Code Refactoring and Performance Optimization

In this section, we’ll explore how to improve our FEM code through refactoring and performance optimization. We’ll take the transient heat diffusion solver from 2d_fem_transient_triangle.py and progressively improve it in two stages:

  1. Refactoring (v2): Improving code organization and readability using modern Python features

  2. Optimization (v3): Accelerating performance using numba JIT compilation and algorithmic improvements

This demonstrates important software engineering practices: write clear code first, then optimize where needed.

Code Refactoring: From Original to v2

Why Refactor?

The original implementation works correctly but has several characteristics common in research code:

  • Many global or scattered variables

  • Function signatures with many positional arguments

  • Limited type information

  • Implicit data relationships

As projects grow, these patterns make code harder to maintain, debug, and extend. Let’s improve this systematically.

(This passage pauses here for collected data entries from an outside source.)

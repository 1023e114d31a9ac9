//! REST API server exposing the dashboard view model

mod error;
mod handlers;
mod routes;
mod state;

pub use error::ApiError;
pub use handlers::FilterQueryParams;
pub use routes::create_router;
pub use state::AppState;

use crate::dataset::DatasetGenerator;
use crate::view::ViewOptions;
use serde::Serialize;
use std::fmt;
use std::str::FromStr;
use std::sync::Arc;
use tracing_subscriber::EnvFilter;

/// When the served dataset is regenerated.
#[derive(Debug, Clone, Copy, PartialEq, Eq, Default, Serialize)]
pub enum DataRefresh {
    /// Generate once at startup and serve the same data until regenerated
    #[default]
    #[serde(rename = "process")]
    PerProcess,
    /// Generate fresh data for every dashboard request
    #[serde(rename = "request")]
    PerRequest,
}

impl FromStr for DataRefresh {
    type Err = ConfigError;

    fn from_str(s: &str) -> Result<Self, Self::Err> {
        match s.trim().to_ascii_lowercase().as_str() {
            "process" => Ok(DataRefresh::PerProcess),
            "request" => Ok(DataRefresh::PerRequest),
            other => Err(ConfigError::InvalidValue {
                key: "DASHBOARD_REFRESH",
                value: other.to_string(),
            }),
        }
    }
}

/// Server configuration
#[derive(Debug, Clone)]
pub struct ServerConfig {
    /// Server host address (default: "127.0.0.1")
    pub host: String,
    /// Server port (default: 3000)
    pub port: u16,
    /// Seed for reproducible datasets (default: none, fresh entropy)
    pub seed: Option<u64>,
    /// Dataset lifecycle (default: per process)
    pub refresh: DataRefresh,
    /// Currency symbol for sales amounts (default: "¥")
    pub currency_symbol: String,
}

impl Default for ServerConfig {
    fn default() -> Self {
        ServerConfig {
            host: "127.0.0.1".to_string(),
            port: 3000,
            seed: None,
            refresh: DataRefresh::PerProcess,
            currency_symbol: "¥".to_string(),
        }
    }
}

impl ServerConfig {
    /// Creates a new server configuration with default dataset settings
    pub fn new(host: impl Into<String>, port: u16) -> Self {
        ServerConfig {
            host: host.into(),
            port,
            ..Default::default()
        }
    }

    /// Reads configuration from `HOST`, `PORT`, `DASHBOARD_SEED`,
    /// `DASHBOARD_REFRESH` and `DASHBOARD_CURRENCY`.
    pub fn from_env() -> Result<Self, ConfigError> {
        Self::from_lookup(|key| std::env::var(key).ok())
    }

    /// Builds configuration from an arbitrary variable lookup.
    ///
    /// Unset variables keep their defaults; set but invalid ones are errors.
    pub fn from_lookup<F>(lookup: F) -> Result<Self, ConfigError>
    where
        F: Fn(&str) -> Option<String>,
    {
        let mut config = ServerConfig::default();

        if let Some(host) = lookup("HOST") {
            config.host = host;
        }
        if let Some(port) = lookup("PORT") {
            config.port = port.trim().parse().map_err(|_| ConfigError::InvalidValue {
                key: "PORT",
                value: port.clone(),
            })?;
        }
        if let Some(seed) = lookup("DASHBOARD_SEED") {
            let seed = seed.trim();
            if !seed.is_empty() {
                config.seed = Some(seed.parse().map_err(|_| ConfigError::InvalidValue {
                    key: "DASHBOARD_SEED",
                    value: seed.to_string(),
                })?);
            }
        }
        if let Some(refresh) = lookup("DASHBOARD_REFRESH") {
            config.refresh = refresh.parse()?;
        }
        if let Some(symbol) = lookup("DASHBOARD_CURRENCY") {
            config.currency_symbol = symbol;
        }

        Ok(config)
    }

    /// Dataset generator for this configuration.
    pub fn generator(&self) -> DatasetGenerator {
        match self.seed {
            Some(seed) => DatasetGenerator::with_seed(seed),
            None => DatasetGenerator::new(),
        }
    }

    pub fn view_options(&self) -> ViewOptions {
        ViewOptions {
            currency_symbol: self.currency_symbol.clone(),
        }
    }
}

/// Errors raised while reading configuration.
#[derive(Debug, Clone, PartialEq, Eq)]
pub enum ConfigError {
    /// A variable is set to a value that cannot be used
    InvalidValue { key: &'static str, value: String },
}

impl fmt::Display for ConfigError {
    fn fmt(&self, f: &mut fmt::Formatter<'_>) -> fmt::Result {
        match self {
            ConfigError::InvalidValue { key, value } => {
                write!(f, "Invalid value for {}: '{}'", key, value)
            }
        }
    }
}

impl std::error::Error for ConfigError {}

/// Runs the API server
///
/// # Arguments
/// * `config` - Server configuration
///
/// # Returns
/// Returns an error if the server fails to start or encounters a fatal error
///
/// # Example
/// ```rust,no_run
/// use sales_dashboard::server::{run_server, ServerConfig};
///
/// #[tokio::main]
/// async fn main() -> Result<(), Box<dyn std::error::Error>> {
///     let config = ServerConfig::default();
///     run_server(config).await?;
///     Ok(())
/// }
/// ```
pub async fn run_server(config: ServerConfig) -> Result<(), Box<dyn std::error::Error>> {
    // RUST_LOG controls verbosity, e.g. RUST_LOG=sales_dashboard=debug
    tracing_subscriber::fmt()
        .with_env_filter(
            EnvFilter::try_from_default_env().unwrap_or_else(|_| EnvFilter::new("info")),
        )
        .with_target(false)
        .compact()
        .init();

    let state = Arc::new(AppState::new(
        config.generator(),
        config.refresh,
        config.view_options(),
    ));

    let app = create_router(state);

    let addr = format!("{}:{}", config.host, config.port);
    let listener = tokio::net::TcpListener::bind(&addr).await?;

    tracing::info!(
        seeded = config.seed.is_some(),
        refresh = ?config.refresh,
        "Server listening on http://{}",
        addr
    );

    axum::serve(listener, app).await?;

    Ok(())
}

#[cfg(test)]
mod tests {
    use super::*;
    use std::collections::HashMap;

    fn lookup_from(pairs: &[(&str, &str)]) -> impl Fn(&str) -> Option<String> {
        let vars: HashMap<String, String> = pairs
            .iter()
            .map(|(k, v)| (k.to_string(), v.to_string()))
            .collect();
        move |key| vars.get(key).cloned()
    }

    #[test]
    fn test_config_defaults_when_unset() {
        let config = ServerConfig::from_lookup(lookup_from(&[])).unwrap();
        assert_eq!(config.host, "127.0.0.1");
        assert_eq!(config.port, 3000);
        assert_eq!(config.seed, None);
        assert_eq!(config.refresh, DataRefresh::PerProcess);
        assert_eq!(config.currency_symbol, "¥");
    }

    #[test]
    fn test_config_reads_all_variables() {
        let config = ServerConfig::from_lookup(lookup_from(&[
            ("HOST", "0.0.0.0"),
            ("PORT", "8080"),
            ("DASHBOARD_SEED", "42"),
            ("DASHBOARD_REFRESH", "Request"),
            ("DASHBOARD_CURRENCY", "$"),
        ]))
        .unwrap();
        assert_eq!(config.host, "0.0.0.0");
        assert_eq!(config.port, 8080);
        assert_eq!(config.seed, Some(42));
        assert_eq!(config.refresh, DataRefresh::PerRequest);
        assert_eq!(config.view_options().currency_symbol, "$");
        assert_eq!(config.generator().seed(), Some(42));
    }

    #[test]
    fn test_config_rejects_invalid_values() {
        let err = ServerConfig::from_lookup(lookup_from(&[("PORT", "abc")])).unwrap_err();
        assert_eq!(
            err,
            ConfigError::InvalidValue {
                key: "PORT",
                value: "abc".to_string()
            }
        );

        let err =
            ServerConfig::from_lookup(lookup_from(&[("DASHBOARD_REFRESH", "hourly")])).unwrap_err();
        assert!(matches!(
            err,
            ConfigError::InvalidValue { key: "DASHBOARD_REFRESH", .. }
        ));
    }
}
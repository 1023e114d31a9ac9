//! HTTP request handlers for API endpoints

use axum::{
    extract::{Query, State},
    http::header,
    response::{IntoResponse, Response},
    Json,
};
use chrono::NaiveDate;
use serde::{Deserialize, Serialize};
use serde_json::{json, Value};
use std::sync::Arc;
use tracing::trace;
use uuid::Uuid;

use super::error::ApiError;
use super::state::AppState;
use super::DataRefresh;
use crate::dataset::Dataset;
use crate::filter::{DateRange, SalesDataProvider, SalesFilter};
use crate::record::Region;
use crate::view::{self, DashboardView, PageLayout};

/// Health check endpoint
///
/// Returns a simple status response to verify the server is running
pub async fn health_check() -> Json<Value> {
    Json(json!({
        "status": "ok"
    }))
}

/// Query parameters shared by the dashboard and export endpoints
///
/// `regions` is a comma separated list; omitted means every region and an
/// empty value means none. `dates` carries the one or two dates of the
/// date-input widget and cannot be combined with `start`/`end`. `seed` is
/// the `dataset_seed` of a previously rendered view; in per-request refresh
/// mode it replays that dataset instead of drawing a new one.
#[derive(Debug, Default, Deserialize)]
pub struct FilterQueryParams {
    pub regions: Option<String>,
    pub start: Option<String>,
    pub end: Option<String>,
    pub dates: Option<String>,
    pub seed: Option<u64>,
}

fn parse_date(value: &str, which: &str) -> Result<NaiveDate, ApiError> {
    NaiveDate::parse_from_str(value.trim(), "%Y-%m-%d")
        .map_err(|e| ApiError::InvalidDateRange(format!("Invalid {} date: {}", which, e)))
}

fn parse_regions(value: &str) -> Result<Vec<Region>, ApiError> {
    value
        .split(',')
        .filter(|name| !name.trim().is_empty())
        .map(|name| name.parse::<Region>().map_err(ApiError::from))
        .collect()
}

/// Builds the filter for a request, falling back to the dataset defaults.
pub(crate) fn build_filter(
    dataset: &Dataset,
    params: &FilterQueryParams,
) -> Result<SalesFilter, ApiError> {
    let regions = match &params.regions {
        Some(list) => parse_regions(list)?,
        None => dataset.regions(),
    };

    let date_range = match &params.dates {
        Some(dates) => {
            if params.start.is_some() || params.end.is_some() {
                return Err(ApiError::InvalidParameter(
                    "Use either 'dates' or 'start'/'end', not both".to_string(),
                ));
            }
            let endpoints = dates
                .split(',')
                .filter(|d| !d.trim().is_empty())
                .map(|d| parse_date(d, "interval"))
                .collect::<Result<Vec<_>, _>>()?;
            DateRange::from_endpoints(&endpoints)?
        }
        None => {
            let bounds = dataset.date_bounds();
            let start = match (&params.start, bounds) {
                (Some(start), _) => parse_date(start, "start")?,
                (None, Some((first, _))) => first,
                (None, None) => {
                    return Err(ApiError::InvalidDateRange(
                        "Dataset is empty; start date is required".to_string(),
                    ))
                }
            };
            let end = match (&params.end, bounds) {
                (Some(end), _) => parse_date(end, "end")?,
                (None, Some((_, last))) => last,
                (None, None) => {
                    return Err(ApiError::InvalidDateRange(
                        "Dataset is empty; end date is required".to_string(),
                    ))
                }
            };
            DateRange::new(start, end)
        }
    };

    Ok(SalesFilter::new(regions, date_range))
}

/// GET /dashboard - Render the full dashboard view for the given filter
pub async fn get_dashboard(
    State(state): State<Arc<AppState>>,
    Query(params): Query<FilterQueryParams>,
) -> Result<Json<DashboardView>, ApiError> {
    let dataset = state.dataset_for_request(params.seed).await;
    let filter = build_filter(&dataset, &params)?;
    let view = view::render(&dataset, &filter, &state.view_options);
    Ok(Json(view))
}

/// Widget options and defaults for the sidebar
#[derive(Debug, Serialize)]
pub struct FiltersResponse {
    pub dataset_id: Uuid,
    pub rows: usize,
    pub regions: Vec<Region>,
    pub start_date: Option<NaiveDate>,
    pub end_date: Option<NaiveDate>,
    pub refresh: DataRefresh,
    pub layout: PageLayout,
}

/// GET /filters - List filter options and their defaults
pub async fn get_filters(State(state): State<Arc<AppState>>) -> Json<FiltersResponse> {
    let dataset = state.current().await;
    let bounds = dataset.date_bounds();

    Json(FiltersResponse {
        dataset_id: dataset.id(),
        rows: dataset.len(),
        regions: dataset.regions(),
        start_date: bounds.map(|(first, _)| first),
        end_date: bounds.map(|(_, last)| last),
        refresh: state.refresh(),
        layout: PageLayout::default(),
    })
}

/// GET /records.csv - Export the filtered raw table as CSV, newest first
pub async fn export_csv(
    State(state): State<Arc<AppState>>,
    Query(params): Query<FilterQueryParams>,
) -> Result<Response, ApiError> {
    let dataset = state.dataset_for_request(params.seed).await;
    let filter = build_filter(&dataset, &params)?;
    let records = dataset.query(&filter);
    let rows = view::raw_rows(&records, &state.view_options);

    // Header row carries the raw table's column labels, not the field names
    let mut writer = csv::WriterBuilder::new()
        .has_headers(false)
        .from_writer(Vec::new());
    writer.write_record(view::RAW_COLUMNS)?;
    for row in &rows {
        writer.serialize(row)?;
    }
    let body = writer
        .into_inner()
        .map_err(|e| ApiError::InternalError(format!("CSV flush failed: {}", e)))?;

    trace!(rows = rows.len(), bytes = body.len(), "Exported CSV");

    Ok((
        [
            (header::CONTENT_TYPE, "text/csv; charset=utf-8"),
            (header::CONTENT_DISPOSITION, "attachment; filename=\"records.csv\""),
        ],
        body,
    )
        .into_response())
}

/// Response for dataset regeneration
#[derive(Debug, Serialize)]
pub struct RegenerateResponse {
    pub dataset_id: Uuid,
    pub rows: usize,
}

/// POST /dataset/regenerate - Replace the cached dataset with fresh data
pub async fn regenerate_dataset(State(state): State<Arc<AppState>>) -> Json<RegenerateResponse> {
    let dataset = state.regenerate().await;
    Json(RegenerateResponse {
        dataset_id: dataset.id(),
        rows: dataset.len(),
    })
}
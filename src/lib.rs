pub mod record;
pub mod dataset;
pub mod filter;
pub mod aggregate;
pub mod view;
pub mod server;

pub use record::{ParseError, Product, Region, SalesRecord};
pub use dataset::{generate, Dataset, DatasetGenerator};
pub use filter::{filter_records, DateRange, FilterError, SalesDataProvider, SalesFilter};
pub use aggregate::{
    average_rating,
    daily_trend,
    product_share,
    rating_vs_sales,
    region_totals,
    total_sales,
    transaction_count,
};
pub use view::{render, DashboardView, ViewOptions};
pub use server::{run_server, ApiError, AppState, ConfigError, DataRefresh, ServerConfig};
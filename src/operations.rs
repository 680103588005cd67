//! Operator registry and per-operator fragment rendering.
//!
//! Each supported (field type, operator) pair maps to a render function that
//! turns one condition into a percent-encoded formula fragment. Only field
//! types with at least one registered operator can be filtered on; adding a
//! new type or operator means adding a registry arm and a render function,
//! nothing else changes.

use crate::condition::Operator;
use crate::field::{Field, FieldType};
use log::warn;
use serde_json::Value;

/// Renders one condition into a percent-encoded formula fragment.
///
/// Returns an empty string when `value` does not have the shape the operator
/// expects; callers must drop the condition rather than emit the fragment.
pub type RenderFn = fn(&Field, Option<&Value>) -> String;

const TEXT_OPERATORS: &[Operator] = &[Operator::Is, Operator::IsNot];
const NUMBER_OPERATORS: &[Operator] = &[Operator::Is, Operator::IsNot];
const LINK_OPERATORS: &[Operator] = &[Operator::Contains, Operator::DoesNotContain];

/// Look up the render function registered for a field type / operator pair.
pub fn render_fn(field_type: FieldType, operator: Operator) -> Option<RenderFn> {
    use FieldType::*;
    match (field_type, operator) {
        (
            SingleLineText | Email | Url | MultilineText | PhoneNumber | SingleSelect,
            Operator::Is,
        ) => Some(text_is),
        (
            SingleLineText | Email | Url | MultilineText | PhoneNumber | SingleSelect,
            Operator::IsNot,
        ) => Some(text_is_not),
        (Number | Currency | Percent | Rating, Operator::Is) => Some(number_is),
        (Number | Currency | Percent | Rating, Operator::IsNot) => Some(number_is_not),
        (MultipleRecordLinks, Operator::Contains) => Some(link_contains),
        (MultipleRecordLinks, Operator::DoesNotContain) => Some(link_does_not_contain),
        _ => None,
    }
}

/// Operator keys registered for `field_type`; empty when the type cannot be
/// filtered on. Types unknown to filtering are not an error.
pub fn valid_operations(field_type: FieldType) -> &'static [Operator] {
    use FieldType::*;
    match field_type {
        SingleLineText | Email | Url | MultilineText | PhoneNumber | SingleSelect => TEXT_OPERATORS,
        Number | Currency | Percent | Rating => NUMBER_OPERATORS,
        MultipleRecordLinks => LINK_OPERATORS,
        _ => &[],
    }
}

/// True iff at least one operator is registered for `field_type`.
pub fn is_filterable(field_type: FieldType) -> bool {
    !valid_operations(field_type).is_empty()
}

/// Human-readable form of an operator key; unrecognized keys pass through
/// unchanged.
pub fn format_operator(operator: &str) -> String {
    operator
        .parse::<Operator>()
        .map(|op| op.label().to_string())
        .unwrap_or_else(|_| operator.to_string())
}

/// Encode a fragment as one unit so fragments can later be combined without
/// double-encoding.
fn encode_fragment(raw: &str) -> String {
    urlencoding::encode(raw).into_owned()
}

fn escape_single_quotes(text: &str) -> String {
    text.replace('\'', "\\'")
}

/// `{Name} = 'value'`, single quotes in the value backslash-escaped.
fn text_is(field: &Field, value: Option<&Value>) -> String {
    let Some(text) = value.and_then(Value::as_str) else {
        warn!(
            "operator 'is' on field {:?} needs a string value, dropping condition",
            field.name
        );
        return String::new();
    };
    encode_fragment(&format!(
        "{{{}}} = '{}'",
        field.name,
        escape_single_quotes(text)
    ))
}

fn text_is_not(field: &Field, value: Option<&Value>) -> String {
    let Some(text) = value.and_then(Value::as_str) else {
        warn!(
            "operator 'isNot' on field {:?} needs a string value, dropping condition",
            field.name
        );
        return String::new();
    };
    encode_fragment(&format!(
        "NOT({{{}}} = '{}')",
        field.name,
        escape_single_quotes(text)
    ))
}

/// `{Name} = 5`, the JSON number rendered verbatim.
fn number_is(field: &Field, value: Option<&Value>) -> String {
    let Some(Value::Number(number)) = value else {
        warn!(
            "operator 'is' on field {:?} needs a numeric value, dropping condition",
            field.name
        );
        return String::new();
    };
    encode_fragment(&format!("{{{}}} = {}", field.name, number))
}

fn number_is_not(field: &Field, value: Option<&Value>) -> String {
    let Some(Value::Number(number)) = value else {
        warn!(
            "operator 'isNot' on field {:?} needs a numeric value, dropping condition",
            field.name
        );
        return String::new();
    };
    encode_fragment(&format!("NOT({{{}}} = {})", field.name, number))
}

/// `FIND("token",ARRAYJOIN({Name},","))` is truthy when `token` appears in
/// the comma-joined display values of the linked records. The linked field is
/// multi-valued, but the searched token must be a single string.
fn link_contains(field: &Field, value: Option<&Value>) -> String {
    let Some(token) = value.and_then(Value::as_str) else {
        warn!(
            "operator 'contains' on field {:?} needs a single record token, dropping condition",
            field.name
        );
        return String::new();
    };
    encode_fragment(&format!(
        "FIND(\"{}\",ARRAYJOIN({{{}}},\",\"))",
        token, field.name
    ))
}

fn link_does_not_contain(field: &Field, value: Option<&Value>) -> String {
    let Some(token) = value.and_then(Value::as_str) else {
        warn!(
            "operator 'doesNotContain' on field {:?} needs a single record token, dropping condition",
            field.name
        );
        return String::new();
    };
    encode_fragment(&format!(
        "NOT(FIND(\"{}\",ARRAYJOIN({{{}}},\",\")))",
        token, field.name
    ))
}
//! The filter condition model accepted from form clients.

use crate::field::Field;
use serde::{Deserialize, Serialize};
use serde_json::Value;
use std::fmt;
use std::str::FromStr;
use thiserror::Error;

/// A filter operator key, as sent in condition payloads.
#[derive(Debug, Clone, Copy, PartialEq, Eq, Hash, Serialize, Deserialize)]
#[serde(rename_all = "camelCase")]
pub enum Operator {
    Is,
    IsNot,
    Contains,
    DoesNotContain,
}

impl Operator {
    /// Every known operator key.
    pub const ALL: &'static [Operator] = &[
        Operator::Is,
        Operator::IsNot,
        Operator::Contains,
        Operator::DoesNotContain,
    ];

    /// The wire key used in condition payloads.
    pub fn key(&self) -> &'static str {
        match self {
            Operator::Is => "is",
            Operator::IsNot => "isNot",
            Operator::Contains => "contains",
            Operator::DoesNotContain => "doesNotContain",
        }
    }

    /// Human-readable form for UI listings.
    pub fn label(&self) -> &'static str {
        match self {
            Operator::Is => "is",
            Operator::IsNot => "is not",
            Operator::Contains => "contains",
            Operator::DoesNotContain => "does not contain",
        }
    }
}

impl fmt::Display for Operator {
    fn fmt(&self, f: &mut fmt::Formatter<'_>) -> fmt::Result {
        f.write_str(self.key())
    }
}

#[derive(Debug, Clone, PartialEq, Eq, Error)]
#[error("unknown operator key {0:?}")]
pub struct UnknownOperator(pub String);

impl FromStr for Operator {
    type Err = UnknownOperator;

    fn from_str(s: &str) -> Result<Self, Self::Err> {
        match s {
            "is" => Ok(Operator::Is),
            "isNot" => Ok(Operator::IsNot),
            "contains" => Ok(Operator::Contains),
            "doesNotContain" => Ok(Operator::DoesNotContain),
            _ => Err(UnknownOperator(s.to_string())),
        }
    }
}

/// How a condition joins the result accumulated so far.
///
/// Consecutive `and` conditions absorb into one group before any `or`
/// boundary is resolved, so this describes the join against the running
/// group, not just the immediate neighbor.
#[derive(Debug, Clone, Copy, PartialEq, Eq, Serialize, Deserialize)]
#[serde(rename_all = "lowercase")]
pub enum LogicalOperator {
    And,
    Or,
}

/// One filter clause: a field, the operation to test, an optional value,
/// and the logical operator joining it to the conditions before it.
///
/// The first condition of a list carries no logical operator; every later
/// condition must.
#[derive(Debug, Clone, PartialEq, Serialize, Deserialize)]
#[serde(rename_all = "camelCase")]
pub struct FilterCondition {
    pub field: Field,
    pub operation: Operator,
    /// Runtime-shaped value; each operator validates the shape it needs.
    #[serde(default, skip_serializing_if = "Option::is_none")]
    pub value: Option<Value>,
    #[serde(default, skip_serializing_if = "Option::is_none")]
    pub logical_operator: Option<LogicalOperator>,
}

#[cfg(test)]
mod tests {
    use super::*;
    use serde_json::json;

    #[test]
    fn condition_list_deserializes_from_wire_json() {
        let payload = r#"[
            {"field":{"id":"fld1","name":"Status","type":"singleLineText"},"operation":"is","value":"Active"},
            {"field":{"name":"Class","type":"multipleRecordLinks"},"operation":"contains","value":"recXYZ","logicalOperator":"and"}
        ]"#;
        let conditions: Vec<FilterCondition> = serde_json::from_str(payload).unwrap();
        assert_eq!(conditions.len(), 2);
        assert_eq!(conditions[0].operation, Operator::Is);
        assert_eq!(conditions[0].field.id, "fld1");
        assert_eq!(conditions[0].logical_operator, None);
        assert_eq!(conditions[1].field.id, "");
        assert_eq!(conditions[1].value, Some(json!("recXYZ")));
        assert_eq!(conditions[1].logical_operator, Some(LogicalOperator::And));
    }

    #[test]
    fn unknown_operation_key_is_rejected() {
        let payload =
            r#"{"field":{"name":"Status","type":"singleLineText"},"operation":"startsWith"}"#;
        assert!(serde_json::from_str::<FilterCondition>(payload).is_err());
    }

    #[test]
    fn operator_keys_round_trip_through_from_str() {
        for &operator in Operator::ALL {
            assert_eq!(operator.key().parse::<Operator>().unwrap(), operator);
            assert!(!operator.label().is_empty());
        }
        assert_eq!(
            "equals".parse::<Operator>(),
            Err(UnknownOperator("equals".to_string()))
        );
    }

    #[test]
    fn logical_operator_uses_lowercase_tags() {
        assert_eq!(
            serde_json::to_value(LogicalOperator::And).unwrap(),
            json!("and")
        );
        assert_eq!(
            serde_json::from_value::<LogicalOperator>(json!("or")).unwrap(),
            LogicalOperator::Or
        );
    }

    #[test]
    fn absent_optional_keys_are_not_serialized() {
        let condition = FilterCondition {
            field: crate::field::Field::new("Status", crate::field::FieldType::SingleLineText),
            operation: Operator::Is,
            value: None,
            logical_operator: None,
        };
        let value = serde_json::to_value(&condition).unwrap();
        assert!(value.get("value").is_none());
        assert!(value.get("logicalOperator").is_none());
    }
}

Using Dataclasses for Data Organization

Python’s dataclass decorator (Python 3.7+) provides a clean way to group related data. Instead of passing many individual parameters:

Listing 5 Original approach - many parameters
def solve_fem(GCOORD, EL2NOD, Phases, rho, cp, k1, k2,
              Ttop, Tbot, dt, nt, nip, gauss, weights, ...):
    # Too many parameters to track!
    pass

We organize data into logical groups:

Listing 6 Refactored approach - dataclasses
from dataclasses import dataclass
import numpy as np

@dataclass
class Mesh:
    """Container for mesh data."""
    GCOORD: np.ndarray  # Node coordinates, shape (nnod, 2)
    EL2NOD: np.ndarray  # Element connectivity, shape (nel, nnodel)
    Phases: np.ndarray  # Phase/material ID per element
    nnod: int = 0       # Number of nodes
    nel: int = 0        # Number of elements
    nnodel: int = 0     # Number of nodes per element

@dataclass
class MaterialParams:
    """Container for material properties."""
    rho: float   # Density
    cp: float    # Heat capacity
    k1: float    # Thermal conductivity (matrix)
    k2: float    # Thermal conductivity (inclusions)

@dataclass
class BoundaryConditions:
    """Container for boundary conditions."""
    Ttop: float  # Temperature at top boundary
    Tbot: float  # Temperature at bottom boundary

@dataclass
class TimeParams:
    """Container for time stepping parameters."""
    dt: float    # Time step
    nt: int      # Number of time steps

This organization provides several benefits:

  • Self-documenting: Clear what data belongs together

  • Type hints: IDEs can provide better autocomplete and error checking

  • Validation: Can add constraints (e.g., dt > 0)

  • Immutability: Can use frozen=True for immutable data

  • Default values: Easy to specify defaults

Function Signatures with Type Hints

Modern Python supports type hints that make code more readable and enable better tooling:

Listing 7 Function with type hints and dataclasses
def solve_2d_temperature_fem(
    mesh: Mesh,
    material: MaterialParams,
    bc: BoundaryConditions,
    time_params: TimeParams,
    integration: IntegrationParams,
    geom: GeometryParams,
    vars: Variables,
    writer: meshio.xdmf.TimeSeriesWriter,
    t: int
) -> Variables:
    """
    Solve 2D transient heat diffusion using FEM.

    Parameters
    ----------
    mesh : Mesh
        Mesh object containing coordinates and connectivity
    material : MaterialParams
        Material properties
    bc : BoundaryConditions
        Boundary condition values
    ... [additional parameters]

    Returns
    -------
    Variables
        Updated temperature and conductivity fields
    """
    # Implementation here
    pass

Benefits of this approach:

  • Clear intent: Immediately see what data is needed

  • Better errors: Type checkers can catch mistakes before runtime

  • IDE support: Autocomplete knows the structure of mesh.GCOORD, etc.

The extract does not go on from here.